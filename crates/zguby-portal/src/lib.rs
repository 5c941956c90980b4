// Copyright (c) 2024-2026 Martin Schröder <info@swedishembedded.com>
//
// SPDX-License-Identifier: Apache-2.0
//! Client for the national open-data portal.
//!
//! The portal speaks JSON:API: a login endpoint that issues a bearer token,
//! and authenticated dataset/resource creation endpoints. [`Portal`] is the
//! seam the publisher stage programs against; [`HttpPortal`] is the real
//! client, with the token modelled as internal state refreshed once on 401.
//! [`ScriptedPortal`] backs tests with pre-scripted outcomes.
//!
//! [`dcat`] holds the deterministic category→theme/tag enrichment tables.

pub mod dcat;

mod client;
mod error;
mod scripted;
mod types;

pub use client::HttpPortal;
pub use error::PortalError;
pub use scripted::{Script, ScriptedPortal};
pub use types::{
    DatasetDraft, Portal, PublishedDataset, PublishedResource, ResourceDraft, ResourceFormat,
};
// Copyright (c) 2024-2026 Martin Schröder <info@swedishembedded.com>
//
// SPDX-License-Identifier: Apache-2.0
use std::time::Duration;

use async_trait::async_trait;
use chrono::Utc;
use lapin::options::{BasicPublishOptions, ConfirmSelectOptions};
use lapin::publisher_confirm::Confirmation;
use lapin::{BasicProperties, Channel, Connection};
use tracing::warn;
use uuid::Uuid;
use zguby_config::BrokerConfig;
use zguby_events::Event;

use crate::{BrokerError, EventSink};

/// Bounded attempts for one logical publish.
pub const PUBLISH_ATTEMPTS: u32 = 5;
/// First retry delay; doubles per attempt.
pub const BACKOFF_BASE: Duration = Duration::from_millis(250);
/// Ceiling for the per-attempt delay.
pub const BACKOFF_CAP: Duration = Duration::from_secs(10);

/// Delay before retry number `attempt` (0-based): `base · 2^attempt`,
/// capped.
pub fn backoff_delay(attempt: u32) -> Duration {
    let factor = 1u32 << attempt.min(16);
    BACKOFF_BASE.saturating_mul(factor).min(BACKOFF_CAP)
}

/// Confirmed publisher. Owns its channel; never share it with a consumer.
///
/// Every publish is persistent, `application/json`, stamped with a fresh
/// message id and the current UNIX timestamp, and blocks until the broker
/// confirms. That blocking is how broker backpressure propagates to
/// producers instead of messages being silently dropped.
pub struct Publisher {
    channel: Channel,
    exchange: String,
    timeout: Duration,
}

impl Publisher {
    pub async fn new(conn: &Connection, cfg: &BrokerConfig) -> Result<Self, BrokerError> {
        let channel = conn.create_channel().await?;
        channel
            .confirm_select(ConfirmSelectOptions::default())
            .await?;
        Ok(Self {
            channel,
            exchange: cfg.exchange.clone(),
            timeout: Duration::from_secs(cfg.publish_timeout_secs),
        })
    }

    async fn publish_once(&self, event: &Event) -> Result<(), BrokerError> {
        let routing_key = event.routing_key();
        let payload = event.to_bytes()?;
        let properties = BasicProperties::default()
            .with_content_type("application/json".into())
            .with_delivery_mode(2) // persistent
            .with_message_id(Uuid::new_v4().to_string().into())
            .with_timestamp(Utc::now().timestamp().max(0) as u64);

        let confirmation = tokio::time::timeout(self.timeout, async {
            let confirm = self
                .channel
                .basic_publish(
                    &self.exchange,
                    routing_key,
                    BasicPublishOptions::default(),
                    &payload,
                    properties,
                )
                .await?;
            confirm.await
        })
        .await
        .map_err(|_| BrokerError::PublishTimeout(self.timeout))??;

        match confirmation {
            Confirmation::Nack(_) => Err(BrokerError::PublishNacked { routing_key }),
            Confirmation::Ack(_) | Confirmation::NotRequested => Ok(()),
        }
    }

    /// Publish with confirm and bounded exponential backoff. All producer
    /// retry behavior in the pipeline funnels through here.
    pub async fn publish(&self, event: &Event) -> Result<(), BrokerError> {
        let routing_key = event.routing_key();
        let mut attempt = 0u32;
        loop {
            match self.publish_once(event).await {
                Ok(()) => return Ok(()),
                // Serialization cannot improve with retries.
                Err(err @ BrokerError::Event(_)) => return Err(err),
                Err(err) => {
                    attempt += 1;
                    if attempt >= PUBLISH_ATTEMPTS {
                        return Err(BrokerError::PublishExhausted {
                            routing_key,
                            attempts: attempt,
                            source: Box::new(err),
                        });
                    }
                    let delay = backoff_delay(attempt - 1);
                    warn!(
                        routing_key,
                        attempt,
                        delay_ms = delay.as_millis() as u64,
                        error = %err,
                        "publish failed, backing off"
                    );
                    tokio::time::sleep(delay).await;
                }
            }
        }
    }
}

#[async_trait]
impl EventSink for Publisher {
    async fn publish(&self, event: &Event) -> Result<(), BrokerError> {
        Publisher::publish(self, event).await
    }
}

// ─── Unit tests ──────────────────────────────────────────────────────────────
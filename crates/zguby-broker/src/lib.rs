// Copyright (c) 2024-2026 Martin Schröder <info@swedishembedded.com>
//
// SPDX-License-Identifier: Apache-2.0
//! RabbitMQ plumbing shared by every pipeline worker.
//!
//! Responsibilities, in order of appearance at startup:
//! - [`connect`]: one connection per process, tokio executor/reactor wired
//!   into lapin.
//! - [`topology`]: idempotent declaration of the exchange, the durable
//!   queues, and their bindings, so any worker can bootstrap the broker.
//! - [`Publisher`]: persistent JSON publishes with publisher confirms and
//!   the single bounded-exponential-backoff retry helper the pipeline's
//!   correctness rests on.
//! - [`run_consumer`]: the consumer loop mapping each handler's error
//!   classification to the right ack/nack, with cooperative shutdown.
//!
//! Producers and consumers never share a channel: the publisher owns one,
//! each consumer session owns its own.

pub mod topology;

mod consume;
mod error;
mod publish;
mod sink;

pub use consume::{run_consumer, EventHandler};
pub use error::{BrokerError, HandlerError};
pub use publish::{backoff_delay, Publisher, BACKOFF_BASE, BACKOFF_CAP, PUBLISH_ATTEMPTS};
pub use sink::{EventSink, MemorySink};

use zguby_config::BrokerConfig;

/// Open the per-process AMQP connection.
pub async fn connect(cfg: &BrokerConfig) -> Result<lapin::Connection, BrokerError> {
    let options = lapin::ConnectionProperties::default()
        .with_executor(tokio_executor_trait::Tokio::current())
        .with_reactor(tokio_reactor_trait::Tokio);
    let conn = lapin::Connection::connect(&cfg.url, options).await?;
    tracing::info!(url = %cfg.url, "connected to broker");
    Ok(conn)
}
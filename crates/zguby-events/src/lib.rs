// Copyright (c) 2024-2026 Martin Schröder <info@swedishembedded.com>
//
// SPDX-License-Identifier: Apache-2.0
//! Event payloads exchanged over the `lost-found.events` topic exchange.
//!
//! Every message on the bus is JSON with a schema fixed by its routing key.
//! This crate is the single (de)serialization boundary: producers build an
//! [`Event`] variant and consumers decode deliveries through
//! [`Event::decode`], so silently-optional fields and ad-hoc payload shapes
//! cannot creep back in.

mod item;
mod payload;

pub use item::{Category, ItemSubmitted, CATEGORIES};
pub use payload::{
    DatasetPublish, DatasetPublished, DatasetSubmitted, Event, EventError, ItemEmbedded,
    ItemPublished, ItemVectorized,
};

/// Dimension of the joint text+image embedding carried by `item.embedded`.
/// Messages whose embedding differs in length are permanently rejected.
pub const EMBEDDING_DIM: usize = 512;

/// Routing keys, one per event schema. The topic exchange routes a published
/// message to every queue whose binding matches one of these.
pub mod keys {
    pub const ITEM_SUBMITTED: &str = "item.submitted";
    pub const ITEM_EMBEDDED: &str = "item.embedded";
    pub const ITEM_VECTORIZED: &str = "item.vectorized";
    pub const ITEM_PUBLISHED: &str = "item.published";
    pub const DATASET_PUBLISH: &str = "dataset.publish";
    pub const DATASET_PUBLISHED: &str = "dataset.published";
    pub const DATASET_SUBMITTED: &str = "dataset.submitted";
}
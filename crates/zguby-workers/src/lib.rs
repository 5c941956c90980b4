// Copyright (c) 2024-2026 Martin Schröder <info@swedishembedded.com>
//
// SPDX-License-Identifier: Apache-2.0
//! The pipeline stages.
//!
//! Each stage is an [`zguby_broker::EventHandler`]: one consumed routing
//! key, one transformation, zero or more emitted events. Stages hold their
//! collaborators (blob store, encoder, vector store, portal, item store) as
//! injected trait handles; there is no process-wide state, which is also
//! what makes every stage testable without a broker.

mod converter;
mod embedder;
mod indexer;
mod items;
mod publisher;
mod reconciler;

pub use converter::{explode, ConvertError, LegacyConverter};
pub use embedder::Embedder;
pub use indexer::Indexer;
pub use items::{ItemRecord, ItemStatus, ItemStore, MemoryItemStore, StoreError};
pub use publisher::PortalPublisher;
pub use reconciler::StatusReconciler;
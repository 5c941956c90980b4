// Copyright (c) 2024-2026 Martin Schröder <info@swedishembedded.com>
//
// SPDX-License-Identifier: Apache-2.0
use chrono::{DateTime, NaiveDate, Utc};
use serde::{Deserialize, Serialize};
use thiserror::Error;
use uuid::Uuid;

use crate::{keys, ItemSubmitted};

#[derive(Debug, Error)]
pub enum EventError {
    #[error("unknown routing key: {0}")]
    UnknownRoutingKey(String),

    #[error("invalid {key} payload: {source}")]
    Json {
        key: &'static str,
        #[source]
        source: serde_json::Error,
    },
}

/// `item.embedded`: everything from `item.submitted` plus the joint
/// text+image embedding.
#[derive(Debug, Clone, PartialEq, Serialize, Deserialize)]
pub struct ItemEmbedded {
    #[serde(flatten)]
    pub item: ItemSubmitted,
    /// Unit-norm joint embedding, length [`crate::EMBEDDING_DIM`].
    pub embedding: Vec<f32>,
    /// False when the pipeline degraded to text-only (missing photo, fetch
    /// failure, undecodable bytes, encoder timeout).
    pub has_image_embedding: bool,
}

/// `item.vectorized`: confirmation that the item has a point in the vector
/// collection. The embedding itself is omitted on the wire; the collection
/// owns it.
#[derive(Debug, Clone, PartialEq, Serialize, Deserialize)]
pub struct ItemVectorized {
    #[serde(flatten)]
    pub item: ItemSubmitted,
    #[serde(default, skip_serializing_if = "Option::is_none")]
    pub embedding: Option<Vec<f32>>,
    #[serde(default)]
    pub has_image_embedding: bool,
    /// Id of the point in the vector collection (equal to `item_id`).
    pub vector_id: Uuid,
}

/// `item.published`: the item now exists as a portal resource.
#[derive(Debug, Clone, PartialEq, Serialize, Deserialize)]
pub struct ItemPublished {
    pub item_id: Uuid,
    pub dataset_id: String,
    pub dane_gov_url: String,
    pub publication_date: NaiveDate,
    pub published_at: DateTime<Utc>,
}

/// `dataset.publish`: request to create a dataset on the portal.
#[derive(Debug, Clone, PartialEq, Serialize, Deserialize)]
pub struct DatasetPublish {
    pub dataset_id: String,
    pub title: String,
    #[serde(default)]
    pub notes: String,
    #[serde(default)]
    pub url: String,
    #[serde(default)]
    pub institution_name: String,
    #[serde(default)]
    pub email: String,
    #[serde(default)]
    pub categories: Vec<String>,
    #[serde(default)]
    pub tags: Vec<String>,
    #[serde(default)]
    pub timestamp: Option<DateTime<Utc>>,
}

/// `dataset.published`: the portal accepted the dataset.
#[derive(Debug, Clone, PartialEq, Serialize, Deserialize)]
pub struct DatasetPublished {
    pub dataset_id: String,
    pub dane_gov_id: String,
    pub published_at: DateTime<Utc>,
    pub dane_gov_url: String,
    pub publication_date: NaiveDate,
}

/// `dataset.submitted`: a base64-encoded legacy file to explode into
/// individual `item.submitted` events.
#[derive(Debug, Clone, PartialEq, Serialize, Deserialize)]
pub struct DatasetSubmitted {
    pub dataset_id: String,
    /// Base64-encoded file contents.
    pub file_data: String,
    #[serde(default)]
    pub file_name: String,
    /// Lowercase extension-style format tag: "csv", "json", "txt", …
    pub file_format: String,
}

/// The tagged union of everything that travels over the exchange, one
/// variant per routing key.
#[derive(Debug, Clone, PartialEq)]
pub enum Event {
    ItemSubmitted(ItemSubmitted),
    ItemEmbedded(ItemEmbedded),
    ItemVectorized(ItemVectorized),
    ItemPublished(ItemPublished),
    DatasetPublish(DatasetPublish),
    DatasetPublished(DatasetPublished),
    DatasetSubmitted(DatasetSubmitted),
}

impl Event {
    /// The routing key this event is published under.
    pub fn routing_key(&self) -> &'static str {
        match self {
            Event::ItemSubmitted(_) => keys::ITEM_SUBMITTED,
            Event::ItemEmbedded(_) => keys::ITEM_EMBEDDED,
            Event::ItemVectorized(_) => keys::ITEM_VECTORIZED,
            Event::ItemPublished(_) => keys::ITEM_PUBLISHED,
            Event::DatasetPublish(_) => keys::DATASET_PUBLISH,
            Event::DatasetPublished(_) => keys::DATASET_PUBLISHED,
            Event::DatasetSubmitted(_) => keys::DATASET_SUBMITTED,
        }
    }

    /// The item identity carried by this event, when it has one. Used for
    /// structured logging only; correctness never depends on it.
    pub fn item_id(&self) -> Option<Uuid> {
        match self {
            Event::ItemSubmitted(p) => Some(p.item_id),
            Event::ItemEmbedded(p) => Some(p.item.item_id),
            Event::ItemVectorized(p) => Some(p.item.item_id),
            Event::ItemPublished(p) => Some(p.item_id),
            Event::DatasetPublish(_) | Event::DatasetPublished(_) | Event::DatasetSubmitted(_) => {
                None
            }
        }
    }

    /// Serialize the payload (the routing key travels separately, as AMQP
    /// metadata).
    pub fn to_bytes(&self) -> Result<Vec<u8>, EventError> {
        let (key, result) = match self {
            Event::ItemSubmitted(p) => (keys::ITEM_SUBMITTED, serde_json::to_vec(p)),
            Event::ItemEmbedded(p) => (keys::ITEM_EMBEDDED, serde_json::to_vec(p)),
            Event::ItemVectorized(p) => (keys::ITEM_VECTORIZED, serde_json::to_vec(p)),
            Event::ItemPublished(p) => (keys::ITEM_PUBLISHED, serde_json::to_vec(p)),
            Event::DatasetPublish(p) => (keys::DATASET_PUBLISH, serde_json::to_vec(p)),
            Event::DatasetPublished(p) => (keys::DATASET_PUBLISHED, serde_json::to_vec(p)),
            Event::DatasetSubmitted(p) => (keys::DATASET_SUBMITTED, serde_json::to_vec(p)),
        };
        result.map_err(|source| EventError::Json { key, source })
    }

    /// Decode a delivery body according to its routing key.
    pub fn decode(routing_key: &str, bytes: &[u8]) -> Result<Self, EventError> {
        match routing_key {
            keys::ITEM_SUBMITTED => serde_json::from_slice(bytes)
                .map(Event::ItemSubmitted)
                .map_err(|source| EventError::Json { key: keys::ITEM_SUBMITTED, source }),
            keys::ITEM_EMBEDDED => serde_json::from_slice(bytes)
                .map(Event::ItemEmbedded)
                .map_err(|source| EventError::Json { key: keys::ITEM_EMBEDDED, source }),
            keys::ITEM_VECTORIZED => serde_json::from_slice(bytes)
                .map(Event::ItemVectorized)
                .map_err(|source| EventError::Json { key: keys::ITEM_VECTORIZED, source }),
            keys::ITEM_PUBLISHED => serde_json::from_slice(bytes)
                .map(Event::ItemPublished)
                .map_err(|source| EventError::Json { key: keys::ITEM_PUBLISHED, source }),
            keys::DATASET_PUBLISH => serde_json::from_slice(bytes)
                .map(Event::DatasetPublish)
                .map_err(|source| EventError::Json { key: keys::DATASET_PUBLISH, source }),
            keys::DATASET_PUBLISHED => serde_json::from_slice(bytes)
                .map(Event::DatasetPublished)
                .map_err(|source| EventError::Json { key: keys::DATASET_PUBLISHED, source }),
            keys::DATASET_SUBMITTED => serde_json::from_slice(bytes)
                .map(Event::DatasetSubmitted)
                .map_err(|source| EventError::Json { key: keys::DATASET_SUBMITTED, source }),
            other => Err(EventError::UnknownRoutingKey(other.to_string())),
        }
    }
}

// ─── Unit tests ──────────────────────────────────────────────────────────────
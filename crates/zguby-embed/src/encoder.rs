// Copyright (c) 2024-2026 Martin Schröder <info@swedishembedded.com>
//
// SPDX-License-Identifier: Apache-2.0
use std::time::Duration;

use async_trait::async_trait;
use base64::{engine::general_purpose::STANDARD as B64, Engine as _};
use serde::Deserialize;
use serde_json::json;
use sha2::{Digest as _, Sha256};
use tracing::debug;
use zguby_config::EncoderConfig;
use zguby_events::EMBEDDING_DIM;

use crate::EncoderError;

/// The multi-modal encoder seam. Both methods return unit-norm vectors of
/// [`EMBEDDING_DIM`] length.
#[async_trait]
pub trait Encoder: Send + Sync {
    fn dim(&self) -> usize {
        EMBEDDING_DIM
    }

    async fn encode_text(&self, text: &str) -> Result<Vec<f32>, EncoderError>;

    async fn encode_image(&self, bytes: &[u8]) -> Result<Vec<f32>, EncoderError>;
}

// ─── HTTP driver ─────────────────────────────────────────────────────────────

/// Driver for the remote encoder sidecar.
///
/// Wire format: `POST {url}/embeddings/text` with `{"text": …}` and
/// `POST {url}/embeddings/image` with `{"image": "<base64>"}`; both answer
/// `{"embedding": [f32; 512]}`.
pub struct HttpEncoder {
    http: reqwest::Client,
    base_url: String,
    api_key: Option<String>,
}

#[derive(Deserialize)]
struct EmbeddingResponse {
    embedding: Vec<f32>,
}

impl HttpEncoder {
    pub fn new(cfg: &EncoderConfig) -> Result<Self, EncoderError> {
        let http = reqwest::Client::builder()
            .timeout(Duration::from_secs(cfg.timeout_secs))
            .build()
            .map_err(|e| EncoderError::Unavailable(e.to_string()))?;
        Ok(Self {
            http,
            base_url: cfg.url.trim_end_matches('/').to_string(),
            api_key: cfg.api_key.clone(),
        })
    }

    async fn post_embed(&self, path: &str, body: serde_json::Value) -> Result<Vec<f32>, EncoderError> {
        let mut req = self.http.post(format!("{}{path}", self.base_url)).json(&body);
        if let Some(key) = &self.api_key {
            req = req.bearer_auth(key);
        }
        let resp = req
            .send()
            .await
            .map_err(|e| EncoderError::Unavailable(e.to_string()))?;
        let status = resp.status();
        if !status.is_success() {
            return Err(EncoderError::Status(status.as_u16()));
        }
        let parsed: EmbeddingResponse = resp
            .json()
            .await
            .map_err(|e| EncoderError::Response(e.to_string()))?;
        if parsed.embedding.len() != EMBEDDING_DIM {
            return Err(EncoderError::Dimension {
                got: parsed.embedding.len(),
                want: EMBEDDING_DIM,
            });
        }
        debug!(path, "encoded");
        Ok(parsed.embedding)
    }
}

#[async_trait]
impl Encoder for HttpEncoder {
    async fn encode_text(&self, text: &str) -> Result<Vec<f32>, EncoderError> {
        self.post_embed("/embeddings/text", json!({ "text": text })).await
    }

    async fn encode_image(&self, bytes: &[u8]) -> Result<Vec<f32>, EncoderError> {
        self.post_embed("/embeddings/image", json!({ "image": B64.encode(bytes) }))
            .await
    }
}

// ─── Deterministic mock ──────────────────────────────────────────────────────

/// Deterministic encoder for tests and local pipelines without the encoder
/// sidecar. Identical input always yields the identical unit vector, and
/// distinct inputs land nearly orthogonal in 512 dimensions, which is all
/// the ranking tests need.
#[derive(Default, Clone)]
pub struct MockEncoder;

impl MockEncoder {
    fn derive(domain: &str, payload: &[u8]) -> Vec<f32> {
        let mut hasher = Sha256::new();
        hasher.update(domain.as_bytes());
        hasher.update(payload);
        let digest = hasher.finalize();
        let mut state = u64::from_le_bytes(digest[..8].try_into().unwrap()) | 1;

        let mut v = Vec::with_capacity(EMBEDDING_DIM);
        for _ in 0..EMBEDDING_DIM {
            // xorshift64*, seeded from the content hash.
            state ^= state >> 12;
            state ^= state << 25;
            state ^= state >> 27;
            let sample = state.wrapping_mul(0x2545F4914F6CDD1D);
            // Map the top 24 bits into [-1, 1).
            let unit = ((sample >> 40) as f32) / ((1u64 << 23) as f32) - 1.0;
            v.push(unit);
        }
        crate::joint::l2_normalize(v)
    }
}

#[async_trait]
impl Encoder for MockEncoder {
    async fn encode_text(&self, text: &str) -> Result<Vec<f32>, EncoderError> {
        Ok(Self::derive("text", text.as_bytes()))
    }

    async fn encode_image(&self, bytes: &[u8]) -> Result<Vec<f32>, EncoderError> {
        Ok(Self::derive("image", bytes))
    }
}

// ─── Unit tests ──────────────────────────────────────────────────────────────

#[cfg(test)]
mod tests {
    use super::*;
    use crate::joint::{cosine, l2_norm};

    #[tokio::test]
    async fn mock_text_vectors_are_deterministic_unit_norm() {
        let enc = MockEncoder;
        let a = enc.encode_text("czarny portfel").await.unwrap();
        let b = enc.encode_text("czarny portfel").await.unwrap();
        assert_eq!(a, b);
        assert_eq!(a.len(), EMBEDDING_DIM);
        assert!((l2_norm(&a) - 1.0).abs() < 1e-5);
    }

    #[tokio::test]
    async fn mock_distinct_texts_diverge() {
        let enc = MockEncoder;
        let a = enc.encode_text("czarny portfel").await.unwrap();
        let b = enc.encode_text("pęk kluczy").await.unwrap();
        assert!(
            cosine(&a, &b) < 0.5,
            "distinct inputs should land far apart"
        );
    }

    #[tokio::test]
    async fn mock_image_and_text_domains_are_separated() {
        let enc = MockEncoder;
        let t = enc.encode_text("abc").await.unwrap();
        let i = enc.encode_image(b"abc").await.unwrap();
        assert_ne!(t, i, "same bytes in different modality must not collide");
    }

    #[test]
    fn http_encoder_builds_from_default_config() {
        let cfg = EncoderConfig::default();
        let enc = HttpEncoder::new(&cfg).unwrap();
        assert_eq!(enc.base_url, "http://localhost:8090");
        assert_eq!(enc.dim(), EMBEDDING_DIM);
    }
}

+--

» **Exercise**
Up to and including the line with "The portal speaks", repeat the entries exactly, beginning at their first line.

» **Response to this exercise**
filename crates/zguby-portal/src/lib.rs
repository 5c941956c90980b4
// Copyright (c) 2024-2026 Martin Schröder <info@swedishembedded.com>
//
// SPDX-License-Identifier: Apache-2.0
//! Client for the national open-data portal.
//!
//! The portal speaks JSON:API: a login endpoint that issues a bearer token,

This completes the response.